■ **YOUR OBJECTIVE**
Below is a block of entries; repeat exactly the lines starting at the line that contains "const SMOOTHING_STEPS: usize = 8;" and ending at the line that contains "const WHITE: Color", both included.
-------------------------
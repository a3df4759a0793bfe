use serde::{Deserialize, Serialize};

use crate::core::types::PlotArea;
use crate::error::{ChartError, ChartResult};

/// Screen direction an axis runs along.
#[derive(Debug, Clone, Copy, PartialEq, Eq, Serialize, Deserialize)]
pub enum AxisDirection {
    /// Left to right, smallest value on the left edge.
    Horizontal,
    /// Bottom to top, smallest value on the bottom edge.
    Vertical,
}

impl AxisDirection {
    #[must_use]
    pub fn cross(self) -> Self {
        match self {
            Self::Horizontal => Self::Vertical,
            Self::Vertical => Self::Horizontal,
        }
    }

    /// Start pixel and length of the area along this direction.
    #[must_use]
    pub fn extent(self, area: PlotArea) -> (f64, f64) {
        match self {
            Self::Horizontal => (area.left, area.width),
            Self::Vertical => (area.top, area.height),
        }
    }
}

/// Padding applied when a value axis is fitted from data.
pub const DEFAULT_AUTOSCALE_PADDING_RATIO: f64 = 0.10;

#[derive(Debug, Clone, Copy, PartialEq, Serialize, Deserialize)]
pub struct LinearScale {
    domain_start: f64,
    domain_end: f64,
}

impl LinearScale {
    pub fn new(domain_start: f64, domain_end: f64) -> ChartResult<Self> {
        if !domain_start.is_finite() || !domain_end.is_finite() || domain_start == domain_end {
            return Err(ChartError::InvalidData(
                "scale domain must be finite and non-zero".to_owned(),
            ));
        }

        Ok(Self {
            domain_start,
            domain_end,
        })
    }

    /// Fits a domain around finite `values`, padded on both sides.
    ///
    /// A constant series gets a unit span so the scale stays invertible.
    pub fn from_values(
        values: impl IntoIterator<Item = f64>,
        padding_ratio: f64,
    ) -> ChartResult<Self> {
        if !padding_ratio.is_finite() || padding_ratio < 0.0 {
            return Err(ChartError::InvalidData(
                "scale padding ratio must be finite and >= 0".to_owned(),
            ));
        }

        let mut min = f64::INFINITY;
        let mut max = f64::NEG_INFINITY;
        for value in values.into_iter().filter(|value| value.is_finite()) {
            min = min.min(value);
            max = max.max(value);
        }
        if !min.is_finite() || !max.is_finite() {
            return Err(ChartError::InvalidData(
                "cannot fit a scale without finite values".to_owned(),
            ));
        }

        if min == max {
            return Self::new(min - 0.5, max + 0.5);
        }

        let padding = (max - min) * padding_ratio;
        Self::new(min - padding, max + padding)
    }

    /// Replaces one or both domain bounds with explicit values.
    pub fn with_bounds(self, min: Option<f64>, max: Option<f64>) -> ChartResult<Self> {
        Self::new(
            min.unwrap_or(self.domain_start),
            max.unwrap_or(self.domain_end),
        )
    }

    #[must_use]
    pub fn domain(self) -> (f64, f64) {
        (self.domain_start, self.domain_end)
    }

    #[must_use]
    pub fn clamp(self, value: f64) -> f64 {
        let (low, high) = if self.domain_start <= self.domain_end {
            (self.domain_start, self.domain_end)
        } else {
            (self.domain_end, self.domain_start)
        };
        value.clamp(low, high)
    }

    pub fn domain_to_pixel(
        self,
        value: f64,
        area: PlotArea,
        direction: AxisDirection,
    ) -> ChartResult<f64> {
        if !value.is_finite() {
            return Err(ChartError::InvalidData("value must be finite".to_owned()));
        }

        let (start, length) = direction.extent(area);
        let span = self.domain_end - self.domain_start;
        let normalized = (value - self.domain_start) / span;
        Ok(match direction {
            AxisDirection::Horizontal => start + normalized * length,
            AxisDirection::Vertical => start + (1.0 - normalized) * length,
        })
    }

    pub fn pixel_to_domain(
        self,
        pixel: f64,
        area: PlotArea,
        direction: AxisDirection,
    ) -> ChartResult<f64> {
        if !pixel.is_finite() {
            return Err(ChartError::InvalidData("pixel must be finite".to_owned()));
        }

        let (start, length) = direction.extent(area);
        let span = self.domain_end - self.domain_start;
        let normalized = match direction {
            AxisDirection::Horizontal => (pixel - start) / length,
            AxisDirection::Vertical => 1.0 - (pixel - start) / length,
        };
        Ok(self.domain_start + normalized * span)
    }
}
-------------------------
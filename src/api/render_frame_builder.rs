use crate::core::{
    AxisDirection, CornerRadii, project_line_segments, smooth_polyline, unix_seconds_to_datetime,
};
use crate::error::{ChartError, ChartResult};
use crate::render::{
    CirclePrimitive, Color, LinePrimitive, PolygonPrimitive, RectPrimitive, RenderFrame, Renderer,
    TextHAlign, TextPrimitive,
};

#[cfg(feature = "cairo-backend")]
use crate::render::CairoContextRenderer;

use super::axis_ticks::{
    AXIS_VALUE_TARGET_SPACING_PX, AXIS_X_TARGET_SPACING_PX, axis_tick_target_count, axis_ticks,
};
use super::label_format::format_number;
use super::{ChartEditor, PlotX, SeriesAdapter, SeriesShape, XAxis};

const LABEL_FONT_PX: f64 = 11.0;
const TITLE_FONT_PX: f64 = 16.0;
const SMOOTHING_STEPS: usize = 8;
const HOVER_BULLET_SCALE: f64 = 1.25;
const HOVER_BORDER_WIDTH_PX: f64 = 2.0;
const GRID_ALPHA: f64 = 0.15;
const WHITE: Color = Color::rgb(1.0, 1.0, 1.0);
-------------------------
■ **RESULT OF THE EXERCISE**
const SMOOTHING_STEPS: usize = 8;
const HOVER_BULLET_SCALE: f64 = 1.25;
const HOVER_BORDER_WIDTH_PX: f64 = 2.0;
const GRID_ALPHA: f64 = 0.15;
const WHITE: Color = Color::rgb(1.0, 1.0, 1.0);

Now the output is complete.